■ **INSTRUCTIONS FOR THE TASK**:
Every line of the data, first to last, must be written out unchanged.

■ **SUPPLIED DATA**:
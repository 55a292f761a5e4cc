//! `sccdag batch`: run every dataset in a directory and write reports.
//!
//! Two files are written into the directory:
//!
//! - a CSV with one row per dataset under a fixed header: `file` then the
//!   [`RunRecord`] columns;
//! - a JSON document `{"results": [...]}` with the same rows as objects,
//!   plus `weight_model` for datasets that carry one.
//!
//! Datasets are processed in file-name order. A dataset that fails to load
//! or run is logged, listed in the summary and left out of both reports.

use std::fmt::Write as _;
use std::io::Write;
use std::path::{Path, PathBuf};

use anyhow::{Context, Result};
use clap::Args;
use serde::Serialize;
use tracing::{info, warn};

use sccdag_core::metrics::accumulate_stages;
use sccdag_core::{ErrorCode, RECORD_FIELDS, RunRecord, StageMetrics};
use sccdag_graph::run;

use crate::cmd::{display_name, load_graph, pick_source};
use crate::config::BatchConfig;
use crate::output::{CliError, OutputMode, pretty_kv, pretty_section, render_mode};

/// Arguments for `sccdag batch`.
#[derive(Args, Debug)]
pub struct BatchArgs {
    /// Directory holding `*.json` datasets.
    pub dir: PathBuf,

    /// CSV report file name (overrides config).
    #[arg(long)]
    pub csv: Option<PathBuf>,

    /// JSON report file name (overrides config).
    #[arg(long = "json-out")]
    pub json_out: Option<PathBuf>,

    /// Source vertex for datasets without one (overrides config).
    #[arg(long, allow_negative_numbers = true)]
    pub default_source: Option<i64>,
}

/// One dataset's row in both reports.
#[derive(Debug, Clone, Serialize)]
pub struct BatchRow {
    pub file: String,
    #[serde(flatten)]
    pub record: RunRecord,
    #[serde(skip_serializing_if = "Option::is_none")]
    pub weight_model: Option<String>,
}

#[derive(Debug, Serialize)]
struct ResultsDocument<'a> {
    results: &'a [BatchRow],
}

#[derive(Debug, Serialize)]
struct SkippedFile {
    file: String,
    error: CliError,
}

/// Summary payload for `sccdag batch`.
#[derive(Debug, Serialize)]
pub struct BatchSummary {
    dir: String,
    csv: String,
    json: String,
    processed: usize,
    skipped: Vec<SkippedFile>,
}

/// Execute `sccdag batch`.
///
/// # Errors
///
/// Returns an error if the directory cannot be listed or a report file
/// cannot be written. Individual dataset failures are not errors.
pub fn run_batch(
    args: &BatchArgs,
    config: &BatchConfig,
    output: OutputMode,
) -> Result<Vec<StageMetrics>> {
    let csv_path = args.dir.join(args.csv.as_ref().unwrap_or(&config.csv));
    let json_path = args
        .dir
        .join(args.json_out.as_ref().unwrap_or(&config.json));
    let default_source = args.default_source.unwrap_or(config.default_source);

    let files = dataset_files(&args.dir, &json_path)?;
    info!(dir = %args.dir.display(), datasets = files.len(), "starting batch");

    let mut rows = Vec::new();
    let mut skipped = Vec::new();
    let mut totals = Vec::new();

    for path in &files {
        match run_one(path, default_source) {
            Ok((row, stages)) => {
                accumulate_stages(&mut totals, &stages);
                rows.push(row);
            }
            Err(err) => {
                warn!(file = %path.display(), error = %format!("{err:#}"), "skipping dataset");
                skipped.push(SkippedFile {
                    file: display_name(path),
                    error: CliError::from(&err),
                });
            }
        }
    }

    std::fs::write(&csv_path, render_csv(&rows))
        .with_context(|| format!("Failed to write {}", csv_path.display()))
        .context(ErrorCode::IoError)?;
    let document = serde_json::to_string_pretty(&ResultsDocument { results: &rows })?;
    std::fs::write(&json_path, document + "\n")
        .with_context(|| format!("Failed to write {}", json_path.display()))
        .context(ErrorCode::IoError)?;

    info!(
        processed = rows.len(),
        skipped = skipped.len(),
        "batch complete"
    );

    let summary = BatchSummary {
        dir: args.dir.display().to_string(),
        csv: csv_path.display().to_string(),
        json: json_path.display().to_string(),
        processed: rows.len(),
        skipped,
    };
    render_mode(output, &summary, render_text, render_pretty)?;

    Ok(totals)
}

/// `*.json` files directly inside `dir`, sorted by file name, excluding the
/// JSON report itself. The report is matched by canonical path, so a report
/// written elsewhere never hides a dataset with the same file name.
fn dataset_files(dir: &Path, json_report: &Path) -> Result<Vec<PathBuf>> {
    let entries = std::fs::read_dir(dir)
        .with_context(|| format!("Failed to list {}", dir.display()))
        .context(ErrorCode::IoError)?;
    let report = std::fs::canonicalize(json_report).ok();

    let mut files = Vec::new();
    for entry in entries {
        let path = entry
            .with_context(|| format!("Failed to list {}", dir.display()))
            .context(ErrorCode::IoError)?
            .path();
        let is_json = path.extension().is_some_and(|ext| ext == "json");
        let is_report = report
            .as_ref()
            .is_some_and(|report| std::fs::canonicalize(&path).is_ok_and(|p| &p == report));
        if is_json && path.is_file() && !is_report {
            files.push(path);
        }
    }
    files.sort_by(|a, b| a.file_name().cmp(&b.file_name()));
    Ok(files)
}

fn run_one(path: &Path, default_source: i64) -> Result<(BatchRow, Vec<StageMetrics>)> {
    let (dataset, graph) = load_graph(path)?;
    let source = pick_source(None, &dataset, default_source);
    let out = run(&graph, source).with_context(|| format!("Failed to run {}", path.display()))?;

    let row = BatchRow {
        file: display_name(path),
        record: out.record,
        weight_model: dataset.weight_model,
    };
    Ok((row, out.stages))
}

/// Render rows as CSV under the fixed `file` + [`RECORD_FIELDS`] header.
pub fn render_csv(rows: &[BatchRow]) -> String {
    let mut header = vec!["file"];
    header.extend(RECORD_FIELDS);

    let mut out = header.join(",");
    out.push('\n');
    for row in rows {
        let mut cells = vec![csv_escape(&row.file)];
        cells.extend(row.record.csv_cells());
        let _ = writeln!(out, "{}", cells.join(","));
    }
    out
}

fn csv_escape(value: &str) -> String {
    if value.contains([',', '"', '\n']) {
        format!("\"{}\"", value.replace('"', "\"\""))
    } else {
        value.to_string()
    }
}

fn render_text(summary: &BatchSummary, w: &mut dyn Write) -> std::io::Result<()> {
    writeln!(w, "processed: {}", summary.processed)?;
    writeln!(w, "skipped: {}", summary.skipped.len())?;
    writeln!(w, "csv: {}", summary.csv)?;
    writeln!(w, "json: {}", summary.json)?;
    for s in &summary.skipped {
        writeln!(w, "skipped {}: {}", s.file, s.error.message)?;
    }
    Ok(())
}

fn render_pretty(summary: &BatchSummary, w: &mut dyn Write) -> std::io::Result<()> {
    pretty_section(w, &format!("Batch run: {}", summary.dir))?;
    pretty_kv(w, "processed", summary.processed.to_string())?;
    pretty_kv(w, "skipped", summary.skipped.len().to_string())?;
    pretty_kv(w, "csv", &summary.csv)?;
    pretty_kv(w, "json", &summary.json)?;
    if !summary.skipped.is_empty() {
        writeln!(w)?;
        for s in &summary.skipped {
            writeln!(w, "  {}: {}", s.file, s.error.message)?;
        }
    }
    Ok(())
}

■ **WRITTEN SOLUTION**:
repository 55a292f761a5e4cc
//! `sccdag batch`: run every dataset in a directory and write reports.
//!
//! Two files are written into the directory:
//!
//! - a CSV with one row per dataset under a fixed header: `file` then the
//!   [`RunRecord`] columns;
//! - a JSON document `{"results": [...]}` with the same rows as objects,
//!   plus `weight_model` for datasets that carry one.
//!
//! Datasets are processed in file-name order. A dataset that fails to load
//! or run is logged, listed in the summary and left out of both reports.

use std::fmt::Write as _;
use std::io::Write;
use std::path::{Path, PathBuf};

use anyhow::{Context, Result};
use clap::Args;
use serde::Serialize;
use tracing::{info, warn};

use sccdag_core::metrics::accumulate_stages;
use sccdag_core::{ErrorCode, RECORD_FIELDS, RunRecord, StageMetrics};
use sccdag_graph::run;

use crate::cmd::{display_name, load_graph, pick_source};
use crate::config::BatchConfig;
use crate::output::{CliError, OutputMode, pretty_kv, pretty_section, render_mode};

/// Arguments for `sccdag batch`.
#[derive(Args, Debug)]
pub struct BatchArgs {
    /// Directory holding `*.json` datasets.
    pub dir: PathBuf,

    /// CSV report file name (overrides config).
    #[arg(long)]
    pub csv: Option<PathBuf>,

    /// JSON report file name (overrides config).
    #[arg(long = "json-out")]
    pub json_out: Option<PathBuf>,

    /// Source vertex for datasets without one (overrides config).
    #[arg(long, allow_negative_numbers = true)]
    pub default_source: Option<i64>,
}

/// One dataset's row in both reports.
#[derive(Debug, Clone, Serialize)]
pub struct BatchRow {
    pub file: String,
    #[serde(flatten)]
    pub record: RunRecord,
    #[serde(skip_serializing_if = "Option::is_none")]
    pub weight_model: Option<String>,
}

#[derive(Debug, Serialize)]
struct ResultsDocument<'a> {
    results: &'a [BatchRow],
}

#[derive(Debug, Serialize)]
struct SkippedFile {
    file: String,
    error: CliError,
}

/// Summary payload for `sccdag batch`.
#[derive(Debug, Serialize)]
pub struct BatchSummary {
    dir: String,
    csv: String,
    json: String,
    processed: usize,
    skipped: Vec<SkippedFile>,
}

/// Execute `sccdag batch`.
///
/// # Errors
///
/// Returns an error if the directory cannot be listed or a report file
/// cannot be written. Individual dataset failures are not errors.
pub fn run_batch(
    args: &BatchArgs,
    config: &BatchConfig,
    output: OutputMode,
) -> Result<Vec<StageMetrics>> {
    let csv_path = args.dir.join(args.csv.as_ref().unwrap_or(&config.csv));
    let json_path = args
        .dir
        .join(args.json_out.as_ref().unwrap_or(&config.json));
    let default_source = args.default_source.unwrap_or(config.default_source);

    let files = dataset_files(&args.dir, &json_path)?;
    info!(dir = %args.dir.display(), datasets = files.len(), "starting batch");

    let mut rows = Vec::new();
    let mut skipped = Vec::new();
    let mut totals = Vec::new();

    for path in &files {
        match run_one(path, default_source) {
            Ok((row, stages)) => {
                accumulate_stages(&mut totals, &stages);
                rows.push(row);
            }
            Err(err) => {
                warn!(file = %path.display(), error = %format!("{err:#}"), "skipping dataset");
                skipped.push(SkippedFile {
                    file: display_name(path),
                    error: CliError::from(&err),
                });
            }
        }
    }

    std::fs::write(&csv_path, render_csv(&rows))
        .with_context(|| format!("Failed to write {}", csv_path.display()))
        .context(ErrorCode::IoError)?;
    let document = serde_json::to_string_pretty(&ResultsDocument { results: &rows })?;
    std::fs::write(&json_path, document + "\n")
        .with_context(|| format!("Failed to write {}", json_path.display()))
        .context(ErrorCode::IoError)?;

    info!(
        processed = rows.len(),
        skipped = skipped.len(),
        "batch complete"
    );

    let summary = BatchSummary {
        dir: args.dir.display().to_string(),
        csv: csv_path.display().to_string(),
        json: json_path.display().to_string(),
        processed: rows.len(),
        skipped,
    };
    render_mode(output, &summary, render_text, render_pretty)?;

    Ok(totals)
}

/// `*.json` files directly inside `dir`, sorted by file name, excluding the
/// JSON report itself. The report is matched by canonical path, so a report
/// written elsewhere never hides a dataset with the same file name.
fn dataset_files(dir: &Path, json_report: &Path) -> Result<Vec<PathBuf>> {
    let entries = std::fs::read_dir(dir)
        .with_context(|| format!("Failed to list {}", dir.display()))
        .context(ErrorCode::IoError)?;
    let report = std::fs::canonicalize(json_report).ok();

    let mut files = Vec::new();
    for entry in entries {
        let path = entry
            .with_context(|| format!("Failed to list {}", dir.display()))
            .context(ErrorCode::IoError)?
            .path();
        let is_json = path.extension().is_some_and(|ext| ext == "json");
        let is_report = report
            .as_ref()
            .is_some_and(|report| std::fs::canonicalize(&path).is_ok_and(|p| &p == report));
        if is_json && path.is_file() && !is_report {
            files.push(path);
        }
    }
    files.sort_by(|a, b| a.file_name().cmp(&b.file_name()));
    Ok(files)
}

fn run_one(path: &Path, default_source: i64) -> Result<(BatchRow, Vec<StageMetrics>)> {
    let (dataset, graph) = load_graph(path)?;
    let source = pick_source(None, &dataset, default_source);
    let out = run(&graph, source).with_context(|| format!("Failed to run {}", path.display()))?;

    let row = BatchRow {
        file: display_name(path),
        record: out.record,
        weight_model: dataset.weight_model,
    };
    Ok((row, out.stages))
}

/// Render rows as CSV under the fixed `file` + [`RECORD_FIELDS`] header.
pub fn render_csv(rows: &[BatchRow]) -> String {
    let mut header = vec!["file"];
    header.extend(RECORD_FIELDS);

    let mut out = header.join(",");
    out.push('\n');
    for row in rows {
        let mut cells = vec![csv_escape(&row.file)];
        cells.extend(row.record.csv_cells());
        let _ = writeln!(out, "{}", cells.join(","));
    }
    out
}

fn csv_escape(value: &str) -> String {
    if value.contains([',', '"', '\n']) {
        format!("\"{}\"", value.replace('"', "\"\""))
    } else {
        value.to_string()
    }
}

fn render_text(summary: &BatchSummary, w: &mut dyn Write) -> std::io::Result<()> {
    writeln!(w, "processed: {}", summary.processed)?;
    writeln!(w, "skipped: {}", summary.skipped.len())?;
    writeln!(w, "csv: {}", summary.csv)?;
    writeln!(w, "json: {}", summary.json)?;
    for s in &summary.skipped {
        writeln!(w, "skipped {}: {}", s.file, s.error.message)?;
    }
    Ok(())
}

fn render_pretty(summary: &BatchSummary, w: &mut dyn Write) -> std::io::Result<()> {
    pretty_section(w, &format!("Batch run: {}", summary.dir))?;
    pretty_kv(w, "processed", summary.processed.to_string())?;
    pretty_kv(w, "skipped", summary.skipped.len().to_string())?;
    pretty_kv(w, "csv", &summary.csv)?;
    pretty_kv(w, "json", &summary.json)?;
    if !summary.skipped.is_empty() {
        writeln!(w)?;
        for s in &summary.skipped {
            writeln!(w, "  {}: {}", s.file, s.error.message)?;
        }
    }
    Ok(())
}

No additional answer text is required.